HRH: It is also the first time you are taking the stage in Australia for a solo concert?
Mike: That’s because I use to live in Australia and my older son Dylan still lives there. Since I moved from Australia I always visit him in January or February so while I am there it would be great to take this opportunity. I will play in two big clubs, one in Sidney one in Melbourne. I am really looking forward to that and I am really confident that I will give them what they want from Mike Tramp!
HRH: I hear that in June next year, you are planning to go out with different band, playing songs only from White Lion and Freak of Nature? Tell me more about that… what can we expect from these shows?
Mike: Yeah… I will go out in June and July and will play White Lion and Freak of Nature with the new custom band, just for the fans. We will be playing the songs and have a blast for the sake of the good old days! (Laughs). The thing is, White Lion would never look and sound again like White Lion in the late ‘80s. White Lion is also a band that sort of has a sound and an image of a time period. I don’t sing like I did in 1984 and I don’t want to sing like I did then. So it’s just one of those things. But some bands can still do it. Bands like Rolling Stones. I mean this guys fucking sound like they did almost 50 fucking years ago! Jagger still sings and jumps around on stage like he did 40 years ago! But then Van Halen doesn’t sound like Van Halen did in the old days.
HRH: Ok, once again; in the name of all those hopeful White Lion fans out there, would there be any chance of the original White Lion reunion in the near future or ever!?
Mike: You know what, the world moves quite OK without the original White Lion existence. I must clear this with everybody out there; I’ve asked Vito from time and time if he just wants to write the songs with me or do something on my solo albums… stuff like that. The thing is he doesn’t want to do shit! So here is your answer. It’s not going to happen, at least not with Vito and myself together in the band! (Laughs).
HRH: Being the front-man and legendary voice of White Lion, one of the most popular hard-rock bands in the late ‘80s, sure is something to be proud of. When you look back to all the good times with this band, what would be the most memorable and proudest moment for you these days?

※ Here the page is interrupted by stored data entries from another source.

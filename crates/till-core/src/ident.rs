//! Identifier validation.
//!
//! Table and field names are spliced into SQL text, so each one must be a
//! plain identifier: `[A-Za-z_][A-Za-z0-9_]*`.

use crate::error::{CoreError, CoreResult};

/// Checks that a table or field name is a plain SQL identifier.
///
/// ## Example
/// ```rust
/// use till_core::validate_ident;
///
/// assert!(validate_ident("sale_items").is_ok());
/// assert!(validate_ident("id; DROP TABLE sales").is_err());
/// ```
pub fn validate_ident(name: &str) -> CoreResult<&str> {
    let mut chars = name.chars();
    let valid = match chars.next() {
        Some(first) if first.is_ascii_alphabetic() || first == '_' => {
            chars.all(|c| c.is_ascii_alphanumeric() || c == '_')
        }
        _ => false,
    };

    if valid {
        Ok(name)
    } else {
        Err(CoreError::InvalidIdentifier(name.to_string()))
    }
}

Mike: I am simply proud of the whole accomplishment I managed to have with this band. I mean I am coming from Denmark that is itself, a great accomplishment! (Laughs). I am proud of all my work with White Lion! I am proud when I think that the quality of the songs I wrote would live on into the classic rock history! But If I have to do all those things all over again, it would be a different story.
HRH: Thank you Mike for taking the time to speak to HARDROCK HAVEN. Good luck with the rest of your UK shows and your new record!
Mike: It’s my pleasure! I enjoy it. I hope when you see the show tonight you will understand what I am trying to say. It’s not just the talk, it’s also the walk!
HRH: Well, it’s been great fun catching up with you Mike.